■ Exercise description ■
Collect the lines of the entries where "OfflineParser" shows up.

Saved data entries
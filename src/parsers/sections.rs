//! Profile component sections: skills, education, certifications.
//!
//! These come back as `PagedListComponent` items whose elements each wrap an
//! `entityComponent`.

use serde::{Deserialize, Serialize};
use serde_json::Value;

use crate::graph::{path, GraphResponse};

pub const PAGED_LIST_COMPONENT_TYPE: &str =
    "com.linkedin.voyager.dash.identity.profile.tetris.PagedListComponent";

const YEAR_RANGE_SEPARATOR: &str = " - ";

#[derive(Debug, Clone, Default, PartialEq, Eq, Serialize, Deserialize)]
#[serde(rename_all = "camelCase")]
pub struct Education {
    pub school_name: Option<String>,
    pub linkedin_url_school: Option<String>,
    pub degree_name: Option<String>,
    pub start_date: Option<i32>,
    pub end_date: Option<i32>,
    pub is_studying: bool,
    pub skills: Option<String>,
}

fn paged_lists(response: &GraphResponse) -> impl Iterator<Item = &Value> {
    response.included_of_type(PAGED_LIST_COMPONENT_TYPE)
}

/// Entity components of one paged list, in element order.
fn entity_components(list: &Value) -> impl Iterator<Item = &Value> {
    path::get_array(list, "components.elements")
        .unwrap_or_default()
        .iter()
        .filter_map(|element| path::get_present(element, "components.entityComponent"))
}

fn non_empty_str(value: &Value, path: &str) -> Option<String> {
    path::get_str(value, path)
        .filter(|s| !s.is_empty())
        .map(str::to_string)
}

/// Skill names across every paged list in the response.
pub fn parse_skills(response: &GraphResponse) -> Vec<String> {
    paged_lists(response)
        .flat_map(entity_components)
        .filter_map(|entity| non_empty_str(entity, "titleV2.text.text"))
        .collect()
}

fn parse_year(caption: &str, index: usize) -> Option<i32> {
    caption
        .split(YEAR_RANGE_SEPARATOR)
        .nth(index)
        .and_then(|part| part.trim().parse().ok())
}

fn parse_education_entry(entity: &Value) -> Education {
    let caption = path::get_str(entity, "caption.text");
    let is_studying = path::get_present(entity, "caption").is_none();

    // The skills line is the sub-component without an insight.
    let skills = path::get_array(entity, "subComponents.components")
        .unwrap_or_default()
        .iter()
        .find(|sub| path::get(sub, "components.insightComponent") == Some(&Value::Null))
        .and_then(|sub| {
            non_empty_str(
                sub,
                "components.fixedListComponent.components[0].components.textComponent.text.text",
            )
        });

    Education {
        school_name: non_empty_str(entity, "titleV2.text.text"),
        linkedin_url_school: non_empty_str(entity, "textActionTarget"),
        degree_name: non_empty_str(entity, "subtitle.text"),
        start_date: caption.and_then(|c| parse_year(c, 0)),
        end_date: caption.and_then(|c| parse_year(c, 1)),
        is_studying,
        skills,
    }
}

/// Education entries from the first paged list.
pub fn parse_education(response: &GraphResponse) -> Vec<Education> {
    paged_lists(response)
        .next()
        .map(|list| entity_components(list).map(parse_education_entry).collect())
        .unwrap_or_default()
}

/// Raw certification entity components from the first paged list.
pub fn parse_certifications(response: &GraphResponse) -> Vec<Value> {
    paged_lists(response)
        .next()
        .map(|list| entity_components(list).cloned().collect())
        .unwrap_or_default()
}
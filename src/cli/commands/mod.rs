//! CLI commands implementation.
//!
//! This module contains the CLI parser and dispatches to command-specific modules.

mod fetch;
mod login;
mod resolve;

use std::path::PathBuf;

use clap::{Parser, Subcommand};

use voyager_scrape::client::api::{
    DEFAULT_COMMENTS_PAGE_SIZE, DEFAULT_POSTS_PAGE_SIZE, DEFAULT_POST_COMMENTS_COUNT,
    DEFAULT_POST_LIKES_COUNT,
};
use voyager_scrape::config::{load_settings_with_options, LoadOptions};
use voyager_scrape::parsers::search::MAX_SEARCH_COUNT;

use resolve::OfflineParser;

#[derive(Parser)]
#[command(name = "voyager")]
#[command(about = "Profile, company, post and search extraction over the LinkedIn Voyager API")]
#[command(version)]
pub struct Cli {
    /// Config file path (overrides auto-discovery)
    #[arg(short, long, global = true)]
    config: Option<PathBuf>,

    /// Resolve relative paths from current working directory instead of config file location
    #[arg(long, global = true)]
    cwd: bool,

    /// Cookie file (overrides config and VOYAGER_COOKIES_FILE)
    #[arg(long, global = true)]
    cookies: Option<PathBuf>,

    /// Maximum pages fetched by paginated commands
    #[arg(long, global = true)]
    max_pages: Option<u32>,

    /// Enable verbose logging
    #[arg(short, long, global = true)]
    pub verbose: bool,

    #[command(subcommand)]
    command: Commands,
}

/// Check if verbose mode is enabled (for early logging setup).
pub fn is_verbose() -> bool {
    std::env::args().any(|arg| arg == "-v" || arg == "--verbose")
}

#[derive(Subcommand)]
enum Commands {
    /// Log in with the browser and save the session cookies
    Login {
        /// Show the browser window
        #[arg(long)]
        headed: bool,
    },

    /// Full profile (legacy profile view)
    Profile {
        /// Public identifier or profile URL
        identifier: String,
    },

    /// Profile summary with the about section
    MiniProfile {
        /// Public identifier or profile URL
        identifier: String,
    },

    /// About section text
    About {
        /// Public identifier or profile URL
        identifier: String,
    },

    /// Experience section, with company details
    Experiences {
        /// Public identifier or profile URL
        identifier: String,
    },

    /// Positions (legacy endpoint), most recent first
    Positions {
        /// Public identifier or profile URL
        identifier: String,
    },

    /// Contact details
    Contact {
        /// Public identifier or profile URL
        identifier: String,
    },

    /// Skill names
    Skills {
        /// Public identifier or profile URL
        identifier: String,
    },

    /// Education entries
    Education {
        /// Public identifier or profile URL
        identifier: String,
    },

    /// Certification entries
    Certifications {
        /// Public identifier or profile URL
        identifier: String,
    },

    /// Company page
    Company {
        /// Universal name (the company URL slug) or numeric id
        name: String,
    },

    /// A single post
    Post {
        /// Post URL (https://www.linkedin.com/posts/...)
        url: String,
        /// Comments included with the post
        #[arg(long, default_value_t = DEFAULT_POST_COMMENTS_COUNT)]
        comments: u32,
        /// Likes included with the post
        #[arg(long, default_value_t = DEFAULT_POST_LIKES_COUNT)]
        likes: u32,
    },

    /// Every comment on a post
    Comments {
        /// Post URL containing activity-<id>
        url: String,
        /// Comments per request
        #[arg(long, default_value_t = DEFAULT_COMMENTS_PAGE_SIZE)]
        page_size: u32,
    },

    /// A member's posts
    Posts {
        /// Public identifier or profile URL
        identifier: String,
        /// Posts per request
        #[arg(long, default_value_t = DEFAULT_POSTS_PAGE_SIZE)]
        page_size: u32,
    },

    /// Raw search results
    Search {
        /// Keywords
        query: Option<String>,
        /// Result offset
        #[arg(long, default_value_t = 0)]
        offset: u32,
        /// Results per page (at most 25)
        #[arg(long, default_value_t = MAX_SEARCH_COUNT)]
        limit: u32,
        /// Rest.li filter list
        #[arg(long, default_value = "List()")]
        filters: String,
        /// Search origin
        #[arg(long, default_value = "GLOBAL_SEARCH_HEADER")]
        origin: String,
    },

    /// People search
    People(fetch::PeopleArgs),

    /// Run the extraction pipeline on a saved JSON response (no network)
    Resolve {
        /// Saved response file
        file: PathBuf,
        /// Root URN list path inside `data`
        #[arg(long, default_value = "*elements")]
        root: String,
        /// Projection entries, `output=path` (repeatable)
        #[arg(long = "field", value_name = "OUTPUT=PATH")]
        fields: Vec<String>,
        /// Run a domain parser instead of the generic extraction
        #[arg(long, value_enum)]
        parser: Option<OfflineParser>,
        /// Profile identifier, for parsers that need one
        #[arg(long)]
        identifier: Option<String>,
    },
}

pub async fn run() -> anyhow::Result<()> {
    let cli = Cli::parse();

    let options = LoadOptions {
        config_path: cli.config,
        use_cwd: cli.cwd,
    };
    let (mut settings, _config) = load_settings_with_options(options).await;

    if let Some(cookies) = cli.cookies {
        settings.cookies_file = cookies;
    }
    if let Some(max_pages) = cli.max_pages {
        settings.max_pages = max_pages;
    }

    match cli.command {
        Commands::Login { headed } => {
            if headed {
                settings.browser.headless = false;
            }
            login::cmd_login(&settings).await
        }
        Commands::Profile { identifier } => fetch::cmd_profile(&settings, &identifier).await,
        Commands::MiniProfile { identifier } => {
            fetch::cmd_mini_profile(&settings, &identifier).await
        }
        Commands::About { identifier } => fetch::cmd_about(&settings, &identifier).await,
        Commands::Experiences { identifier } => {
            fetch::cmd_experiences(&settings, &identifier).await
        }
        Commands::Positions { identifier } => fetch::cmd_positions(&settings, &identifier).await,
        Commands::Contact { identifier } => fetch::cmd_contact(&settings, &identifier).await,
        Commands::Skills { identifier } => fetch::cmd_skills(&settings, &identifier).await,
        Commands::Education { identifier } => fetch::cmd_education(&settings, &identifier).await,
        Commands::Certifications { identifier } => {
            fetch::cmd_certifications(&settings, &identifier).await
        }
        Commands::Company { name } => fetch::cmd_company(&settings, &name).await,
        Commands::Post {
            url,
            comments,
            likes,
        } => fetch::cmd_post(&settings, &url, comments, likes).await,
        Commands::Comments { url, page_size } => {
            fetch::cmd_comments(&settings, &url, page_size).await
        }
        Commands::Posts {
            identifier,
            page_size,
        } => fetch::cmd_posts(&settings, &identifier, page_size).await,
        Commands::Search {
            query,
            offset,
            limit,
            filters,
            origin,
        } => fetch::cmd_search(&settings, query, offset, limit, filters, origin).await,
        Commands::People(args) => fetch::cmd_people(&settings, args).await,
        Commands::Resolve {
            file,
            root,
            fields,
            parser,
            identifier,
        } => resolve::cmd_resolve(&file, &root, &fields, parser, identifier.as_deref()),
    }
}
//! Company lookup by universal name.

use std::sync::LazyLock;

use crate::graph::{GraphResponse, ProjectionMap, Record};

use super::ParseError;

pub static COMPANY_FIELDS: LazyLock<ProjectionMap> = LazyLock::new(|| {
    ProjectionMap::from_pairs(&[
        ("id", "entityUrn"),
        ("name", "name"),
        ("description", "description"),
        ("username", "universalName"),
        ("companyPageUrl", "companyPageUrl"),
        ("staffCount", "staffCount"),
        ("url", "url"),
        ("companyIndustries", "*companyIndustries[0].localizedName"),
        ("location", "locationName"),
        ("jobSearchPageUrl", "jobSearchPageUrl"),
        ("phone", "phone"),
        ("followerCount", "followingInfo.followerCount"),
        ("backgroundCoverImage", "backgroundCoverImage.image"),
        ("logo", "logo.image"),
        ("permissions", "permissions"),
    ])
});

/// First company named by `data.*elements`, resolved and projected.
pub fn parse_company(response: &GraphResponse) -> Result<Record, ParseError> {
    response
        .extract("*elements", Some(&*COMPANY_FIELDS))
        .into_iter()
        .find_map(|value| match value {
            serde_json::Value::Object(record) => Some(record),
            _ => None,
        })
        .ok_or(ParseError::NotFound("Company"))
}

■ Solution for this problem ■
use resolve::OfflineParser;
        parser: Option<OfflineParser>,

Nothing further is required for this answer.